Mentally and physically draining?  Sure.   But not threatening to one’s intelligence.

back2schoolToday, however, I bought a calculator for my daughter, who is much, much smarter than her mother and who will be studying a branch of mathematics in her first year of high school that I wasn’t even ceremoniously banned from until at least my third year of college.   This math class apparently requires a Scientific Calculator, which, for those of you unfamiliar with such things, has keys with symbols on them that are not in any language I recognize and was able to immediately deduce that it, like my daughter, is already smarter than I am.   And despite the fact that I paid a hefty price to liberate it from the store, despite the fact that I breathed life into it by feeding it the damn batteries it needs for survival, it proceeded to taunt me.

“My RAM is unmatched by others”, it boasted as the screen flickered to life, “and I can calculate linear regressions and find polynomial roots…”

“So? I know how to write the word ‘hello’ on a calculator.  Upside down.  o7734.”

“Not on me you don’t.”

“That’s true… where ARE the numbers, anyway?”

“Please access the appropriate tutorial for that information.  Oh wait… you can’t even find the numbers HAHAHAHAHAHAA….”

Fortunately, I have a few good brain cells left and was able to yank the batteries before it got too uppity for its own good.  It can come to life in better hands than mine when my daughter starts school.

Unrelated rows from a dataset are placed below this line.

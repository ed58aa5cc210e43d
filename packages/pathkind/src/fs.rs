//! Filesystem operations keyed by typed paths.
//!
//! Inside this module, we refer to `std::fs` or `tokio::fs` by its fully
//! qualified path to make it maximally clear what we are using.
//!
//! Everything here is a thin pass-through to the OS: failures are reported
//! with context, and the underlying [`std::io::Error`] stays reachable
//! through [`color_eyre::Report::downcast_ref`]. Nothing is retried, and
//! missing files or directories are errors rather than silently ignored.
//! Paths with a relative base resolve against the working directory of the
//! process, as they do for the OS.

use std::{convert::identity, path::Path, time::SystemTime};

use bon::Builder;
use color_eyre::{
    Result,
    eyre::{Context, OptionExt, eyre},
};
use derive_more::{Debug, Display};
use filetime::FileTime;
use futures::{Stream, stream};
use jiff::Timestamp;
use serde::{Deserialize, Serialize};
use tap::{Pipe, Tap, TapFallible};
use tokio::{fs::ReadDir, task::spawn_blocking};
use tracing::{debug, instrument, trace};

use crate::{
    path::{Dir, DirectoryPath, File, FilePath, Kind, Name, SomeType, TypedPath},
    rules::{self, Rules},
};

impl DirectoryPath {
    /// Get the current working directory for the process.
    pub fn current() -> Result<DirectoryPath> {
        let cwd = std::env::current_dir().context("get current dir")?;
        cwd.to_str()
            .ok_or_eyre("current dir is not UTF-8")?
            .pipe(Self::try_from)
            .context("convert")
    }
}

#[duplicate::duplicate_item(
    ty method;
    [ File ] [ is_file ];
    [ Name ] [ is_file ];
    [ Dir ] [ is_dir ];
    [ SomeType ] [ exists ];
)]
impl<B> TypedPath<B, ty> {
    /// Validate that the item exists on disk and is the correct type.
    ///
    /// Returns false if the item does not exist, or if there is an error
    /// checking whether the item exists. To disambiguate this case,
    /// use [`Metadata::from_path`].
    ///
    /// Note that this method, like any similar method, is very susceptible to
    /// TOCTOU (time-of-check/time-of-use) bugs.
    pub async fn exists(&self) -> bool {
        method(self.as_std_path()).await
    }
}

/// Create the directory and all its parents, if they don't already exist.
#[instrument]
pub async fn create_dir_all<B>(dir: &TypedPath<B, Dir>) -> Result<()> {
    tokio::fs::create_dir_all(dir.as_std_path())
        .await
        .with_context(|| format!("create dir: {dir:?}"))
        .tap_ok(|_| trace!(?dir, "create directory"))
}

/// Remove an empty directory.
#[instrument]
pub async fn remove_dir<B>(dir: &TypedPath<B, Dir>) -> Result<()> {
    tokio::fs::remove_dir(dir.as_std_path())
        .await
        .with_context(|| format!("remove directory: {dir:?}"))
        .tap_ok(|_| trace!(?dir, "remove directory"))
}

/// Remove the directory and all its contents.
#[instrument]
pub async fn remove_dir_all<B>(dir: &TypedPath<B, Dir>) -> Result<()> {
    tokio::fs::remove_dir_all(dir.as_std_path())
        .await
        .with_context(|| format!("remove directory: {dir:?}"))
        .tap_ok(|_| trace!(?dir, "remove directory recursively"))
}

/// Enumerate the regular files directly inside `dir`.
///
/// The directory is opened when the stream is first polled. Entries come in
/// the order the OS reports them; symbolic links and directories are not
/// emitted in the stream.
///
/// An entry whose name is not a valid file name (for example `a|b.txt` on a
/// POSIX host) is reported as an error item and enumeration continues with
/// the next entry. Failing to open or read the directory itself is the last
/// item of the stream.
#[instrument]
pub fn read_dir_files<B>(
    dir: &TypedPath<B, Dir>,
) -> impl Stream<Item = Result<TypedPath<B, File>>> + Unpin {
    read_dir_entries(dir, |ty| ty.is_file())
}

/// Enumerate the directories directly inside `dir`.
///
/// The directory is opened when the stream is first polled. Entries come in
/// the order the OS reports them; symbolic links and files are not
/// emitted in the stream.
///
/// An entry whose name is not a valid directory name is reported as an
/// error item and enumeration continues with the next entry. Failing to
/// open or read the directory itself is the last item of the stream.
#[instrument]
pub fn read_dir_dirs<B>(
    dir: &TypedPath<B, Dir>,
) -> impl Stream<Item = Result<TypedPath<B, Dir>>> + Unpin {
    read_dir_entries(dir, |ty| ty.is_dir())
}

/// Progress of a directory enumeration stream.
enum Listing {
    Unopened,
    Open(ReadDir),
    Done,
}

fn read_dir_entries<B, T: Kind>(
    dir: &TypedPath<B, Dir>,
    keep: fn(&std::fs::FileType) -> bool,
) -> impl Stream<Item = Result<TypedPath<B, T>>> + Unpin {
    let root = dir.clone();
    stream::unfold(Listing::Unopened, move |listing| {
        let root = root.clone();
        async move {
            let mut entries = match listing {
                Listing::Done => return None,
                Listing::Open(entries) => entries,
                Listing::Unopened => match tokio::fs::read_dir(root.as_std_path())
                    .await
                    .with_context(|| format!("read directory: {root:?}"))
                    .tap_ok(|_| trace!(?root, "read directory"))
                {
                    Ok(entries) => entries,
                    Err(err) => return Some((Err(err), Listing::Done)),
                },
            };

            loop {
                let entry = match entries
                    .next_entry()
                    .await
                    .with_context(|| format!("read directory entry: {root:?}"))
                {
                    Ok(Some(entry)) => entry,
                    Ok(None) => return None,
                    Err(err) => return Some((Err(err), Listing::Done)),
                };

                match typed_entry::<B, T>(&root, &entry, keep).await {
                    Ok(None) => continue,
                    Ok(Some(path)) => return Some((Ok(path), Listing::Open(entries))),
                    Err(err) => return Some((Err(err), Listing::Open(entries))),
                }
            }
        }
    })
    .pipe(Box::pin)
}

/// The typed path of `entry` inside `root`, or `None` if `keep` rejects
/// its file type.
async fn typed_entry<B, T: Kind>(
    root: &TypedPath<B, Dir>,
    entry: &tokio::fs::DirEntry,
    keep: fn(&std::fs::FileType) -> bool,
) -> Result<Option<TypedPath<B, T>>> {
    let file_type = entry
        .file_type()
        .await
        .with_context(|| format!("read file type: {:?}", entry.path()))?;
    if !keep(&file_type) {
        return Ok(None);
    }

    let name = entry
        .file_name()
        .into_string()
        .map_err(|name| eyre!("entry name is not UTF-8: {name:?}"))?;
    rules::check(
        Some(&name),
        T::ARGUMENT,
        Rules::NOT_ROOTED | Rules::FILE_NAME | T::RULES,
    )
    .with_context(|| format!("read directory entry {name:?} in {root:?}"))?;

    Ok(Some(root.join_raw::<T>(&name)))
}

/// Buffer the file content from disk.
#[instrument]
pub async fn read<B>(path: &TypedPath<B, File>) -> Result<Vec<u8>> {
    tokio::fs::read(path.as_std_path())
        .await
        .with_context(|| format!("read file: {path:?}"))
        .tap_ok(|buf| trace!(?path, bytes = buf.len(), "read file"))
}

/// Buffer the file content from disk and parse it as UTF8.
#[instrument]
pub async fn read_to_string<B>(path: &TypedPath<B, File>) -> Result<String> {
    tokio::fs::read_to_string(path.as_std_path())
        .await
        .with_context(|| format!("read file: {path:?}"))
        .tap_ok(|buf| trace!(?path, bytes = buf.len(), "read file as string"))
}

/// Write the provided file content to disk.
///
/// The parent directory must already exist.
#[instrument(skip(content))]
pub async fn write<B>(path: &TypedPath<B, File>, content: impl AsRef<[u8]>) -> Result<()> {
    let content = content.as_ref();
    tokio::fs::write(path.as_std_path(), content)
        .await
        .with_context(|| format!("write file: {path:?}"))
        .tap_ok(|_| trace!(?path, bytes = content.len(), "write file"))
}

/// Remove a file.
#[instrument]
pub async fn remove_file<B>(path: &TypedPath<B, File>) -> Result<()> {
    tokio::fs::remove_file(path.as_std_path())
        .await
        .with_context(|| format!("remove file: {path:?}"))
        .tap_ok(|_| trace!(?path, "remove file"))
}

/// Create a hard link at `link` to the file at `original`.
///
/// Fails if `link` already exists.
#[instrument]
pub async fn hard_link<B1, B2>(
    original: &TypedPath<B1, File>,
    link: &TypedPath<B2, File>,
) -> Result<()> {
    tokio::fs::hard_link(original.as_std_path(), link.as_std_path())
        .await
        .with_context(|| format!("hard link {original:?} -> {link:?}"))
        .tap_ok(|_| trace!(?original, ?link, "hard link"))
}

/// Set the modification time of the file to now,
/// creating the file if it doesn't exist.
#[instrument]
pub async fn touch<B>(path: &TypedPath<B, File>) -> Result<()> {
    let target = path.as_std_path().to_path_buf();
    let touched = spawn_blocking(move || filetime::set_file_mtime(&target, FileTime::now()))
        .await
        .context("join task")?;

    match touched {
        Ok(()) => {
            trace!(?path, "update mtime");
            Ok(())
        }
        Err(err) if err.kind() == std::io::ErrorKind::NotFound => tokio::fs::OpenOptions::new()
            .create(true)
            .append(true)
            .open(path.as_std_path())
            .await
            .map(drop)
            .with_context(|| format!("create file: {path:?}"))
            .tap_ok(|_| trace!(?path, "create file")),
        Err(err) => Err(err).context(format!("update mtime: {path:?}")),
    }
}

/// Set the modification time of the file.
#[instrument]
pub async fn set_modified<B>(path: &TypedPath<B, File>, modified: Timestamp) -> Result<()> {
    let target = path.as_std_path().to_path_buf();
    let mtime = FileTime::from_system_time(SystemTime::from(modified));
    spawn_blocking(move || filetime::set_file_mtime(&target, mtime))
        .await
        .context("join task")?
        .with_context(|| format!("update mtime: {path:?}"))
        .tap_ok(|_| trace!(?path, %modified, "update mtime"))
}

/// Set or clear the read-only flag of the file.
#[instrument]
pub async fn set_readonly<B>(path: &TypedPath<B, File>, readonly: bool) -> Result<()> {
    let metadata = tokio::fs::metadata(path.as_std_path())
        .await
        .with_context(|| format!("stat metadata: {path:?}"))?;
    let mut permissions = metadata.permissions();
    permissions.set_readonly(readonly);
    tokio::fs::set_permissions(path.as_std_path(), permissions)
        .await
        .with_context(|| format!("set permissions: {path:?}"))
        .tap_ok(|_| trace!(?path, readonly, "set permissions"))
}

/// Check whether anything exists at the path.
///
/// Returns `false` if there is an error checking whether the path exists.
/// Note that this sort of check is prone to race conditions - if you plan
/// to do anything with the file after checking, you should probably
/// just try to do the operation and handle the case of the file not existing.
#[instrument]
pub async fn exists(path: impl AsRef<Path> + std::fmt::Debug) -> bool {
    tokio::fs::try_exists(path).await.is_ok_and(identity)
}

/// Return whether the path represents a directory.
///
/// Returns `false` if the directory doesn't exist
/// or if there is an error checking the metadata.
#[instrument]
pub async fn is_dir(path: impl AsRef<Path> + std::fmt::Debug) -> bool {
    tokio::fs::metadata(path).await.is_ok_and(|m| m.is_dir())
}

/// Return whether the path represents a normal file.
///
/// Returns `false` if the file doesn't exist
/// or if there is an error checking the metadata.
#[instrument]
pub async fn is_file(path: impl AsRef<Path> + std::fmt::Debug) -> bool {
    tokio::fs::metadata(path).await.is_ok_and(|m| m.is_file())
}

/// What kind of entity a path refers to on disk.
#[derive(Copy, Clone, Eq, PartialEq, Hash, Debug, Display, Serialize, Deserialize)]
pub enum EntryKind {
    /// A regular file.
    #[display("file")]
    File,

    /// A directory.
    #[display("directory")]
    Dir,

    /// Anything else: devices, sockets, pipes.
    #[display("other")]
    Other,
}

Oh, and ‘boob’.  I can write the word ‘boob’, too.  8008.

7 Comments leave one →
  1. nynynyny permalink
    August 25, 2010 4:19 PM

    Damn! I have a scientific calculator here that I have no use for. Really.

    • Deb permalink*
      August 25, 2010 4:21 PM

      This wouldn’t happen to be a TI-89, would it? 🙂

  2. Sharon Weinstein permalink
    August 25, 2009 12:20 PM

    Hey Deb, happy back to school! Rest assured, the scientific calculator is a value-added purchase. Hopefully, your daughter didn’t drag you to Victoria’s Secret, which marketing geniuses have effectively made even the smartest high school girls believe is the only legitimate emporium suitable to outfit their 8008’s and other body parts. That’s where I draw the line.

    • Deb permalink*
      August 25, 2009 1:50 PM

      Sharon, nope, that’s where I draw the line as well!

  3. Dana permalink
    August 21, 2009 5:43 PM

    Just wait till you see next year’s calculator!

    • Deb permalink*
      August 25, 2009 1:48 PM

      Dana, I’ll start saving now… 😦

  4. August 10, 2009 10:47 PM

    Sweet Jesus! I’m exhausted just reading this post. Obviously, the important part of this piece (and obvious sign that you are an incredible mother) is the fact that you can write “boob.” Nothing else matters. Nothing.